28 October 2011

China’s Energy Security: The Perspective of Energy Users

Malavika Jain Bambawale and Benjamin K. Sovacool, China’s Energy Security: The Perspective of Energy Users,” Applied Energy, 88.5 (May 2011): 1949-56.


The article explores the energy security concerns faced by China from the point of view of energy users working in government, university, civil society and business sectors. The authors first derive a set of seven hypotheses related to Chinese energy security drawn from a review of the recent academic literature. We then explain each of these seven hypotheses, relating to (1) security of energy supply, (2) geopolitics, (3) climate change, (4) decentralization, (5) energy efficiency, (6) research and innovation of new energy technologies, and (7) self sufficiency and trade. Lastly, the article tests these hypotheses through a survey distributed in English and Mandarin completed by 312 Chinese participants. The conclusion presents insights for policymakers and energy scholars.

Keywords: China; Energy security; Security of supply

Article Outline

1. Introduction

2. Research methodology

3. Seven hypotheses about China’s energy security

3.1. H1: One would expect a country such as China to be predominantly concerned about the security of fossil fuel supply, given its rapid economic growth

3.2. H2: Energy trade is unlikely to be a key dimension of energy security, given that China has placed emphasis on self dependence and has a “going out” strategy to make investments and acquisitions abroad

3.3. H3: Although traditionally, China has focused on economic growth, one would expect that growing environmental concerns from national and international sources would make climate change a salient issue

3.4. H4: Decentralized systems would not be important for a country like China, because of its tradition of central planning and the centralized nature of its current energy decision making and execution

3.5. H5: Energy efficiency would be of high importance, especially among those working in the manufacturing sector, because China has the goal of increasing GDP without a substantial rise in energy consumption

3.6. H6: Renewable energy and R&D would be highly important for China’s policymakers, given China’s increasingly important status in the world as a renewable energy leader and the potential for renewable energy to solve its energy shortage

3.7. H7: One would expect a country such as China to place emphasis on military and geopolitical security given that its energy demand is likely to lead to conflicts of interest with other large energy consuming nations

4. Testing our seven hypotheses

4.1. H1: Security of supply

4.2. H2: Self sufficiency and trade

4.3. H3: Climate change

4.4. H4: Decentralized systems

4.5. H5: Energy efficiency

4.6. H6: Research and innovation

4.7. H7: Geopolitics

5. Conclusion


Appendix A. Supplementary material


1. Introduction

China’s growing importance as an energy consumer cannot be understated. Between 1990 and 2007 China’s economy grew fourfold, and its energy use more than doubled. This was of particular concern to Chinese planners because until 1993, China was self sufficient in its energy requirements. Only then did it become a net importer of oil, “ending three decades of self sufficiency.” In the past, relying on others such as Soviet Union for energy projects engendered negative experiences as the latter withdrew from all exploration projects in the middle of construction, giving rise to China’s fear of international collaboration. However, rapid Chinese economic growth has created a parallel demand for oil, necessitating imports from international oil markets and raising concerns about energy efficiency. Since then, China has undertaken several measures to reduce its energy dependency and improve its energy security. These have attracted attention from economists and politicians alike and given rise to speculation about potential geopolitical impacts. Much has been written about China’s energy security and energy policy, and how it would evolve in the next two decades. Views range from alarmist predictions about the potential clash of superpowers, to perspectives about better integration of Chinese power into the international community due to greater trade.

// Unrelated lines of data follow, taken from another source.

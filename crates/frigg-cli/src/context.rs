//! Everything a command needs: filesystem, configuration, session, chooser.

use crate::chooser::Chooser;
use crate::display;
use anyhow::{Context, Result};
use frigg_config::{ConfigManager, Settings};
use frigg_core::{Session, TokenPattern};
use frigg_fs::FileSystem;
use std::io;
use std::path::{Path, PathBuf};
use std::sync::Arc;

pub struct AppContext<F: FileSystem> {
    pub fs: Arc<F>,
    pub config: ConfigManager<F>,
    pub session: Session,
    session_path: Option<PathBuf>,
    chooser: Box<dyn Chooser>,
}

impl<F: FileSystem> AppContext<F> {
    /// A context with an empty, unpersisted session.
    pub fn new(fs: Arc<F>, config: ConfigManager<F>, chooser: Box<dyn Chooser>) -> Self {
        Self {
            fs,
            config,
            session: Session::new(),
            session_path: None,
            chooser,
        }
    }

    /// Restore the session stored at `path` and persist it there afterwards.
    ///
    /// An unreadable session file only costs the remembered choices, so it
    /// is reported and replaced by an empty session.
    pub async fn with_session_file(mut self, path: PathBuf) -> Self {
        self.session = match Session::load(self.fs.as_ref(), &path).await {
            Ok(session) => session,
            Err(e) => {
                tracing::warn!(error = %e, "ignoring unreadable session file");
                Session::new()
            }
        };
        self.session_path = Some(path);
        self
    }

    pub async fn persist_session(&self) -> Result<()> {
        if let Some(path) = &self.session_path {
            self.session
                .save(self.fs.as_ref(), path)
                .await
                .with_context(|| format!("Failed to save session to {}", path.display()))?;
        }
        Ok(())
    }

    pub fn settings(&self) -> &Settings {
        &self.config.config().settings
    }

    pub fn templates_folder(&self) -> PathBuf {
        self.settings().templates_folder_path()
    }

    /// The configured placeholder pattern; an invalid one falls back to the
    /// default with a warning.
    pub fn token_pattern(&self) -> TokenPattern {
        let configured = self.settings().parameter_pattern.as_str();
        let (pattern, warning) =
            TokenPattern::from_setting(Some(configured).filter(|p| !p.is_empty()));
        if let Some(warning) = warning {
            display::warning(&warning.to_string());
        }
        pattern
    }

    pub fn choose(
        &mut self,
        prompt: &str,
        candidates: &[PathBuf],
        default: &Path,
    ) -> io::Result<Option<PathBuf>> {
        self.chooser.choose(prompt, candidates, default)
    }
}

Does this emerging literature on Chinese energy security actually match the views of those residing and using energy in China? In this paper, our aim is to understand what Chinese energy users working in different sectors think about energy security. We undertook a survey amongst Chinese residents to understand what they believe are the key dimensions of energy security. We first arrived at a set of hypotheses about China’s energy security by reviewing the academic literature. We then tested these seven hypotheses through a survey of Chinese residents working within government, university, civil society and business sectors. The first section of this article highlights our research methodology. The second section summarizes the seven hypotheses emerging from the literature on energy security for China. The third section summarizes the results of the survey, and compares them to the hypotheses. We conclude by summarizing the findings and deriving insights for public policymakers and energy scholars. …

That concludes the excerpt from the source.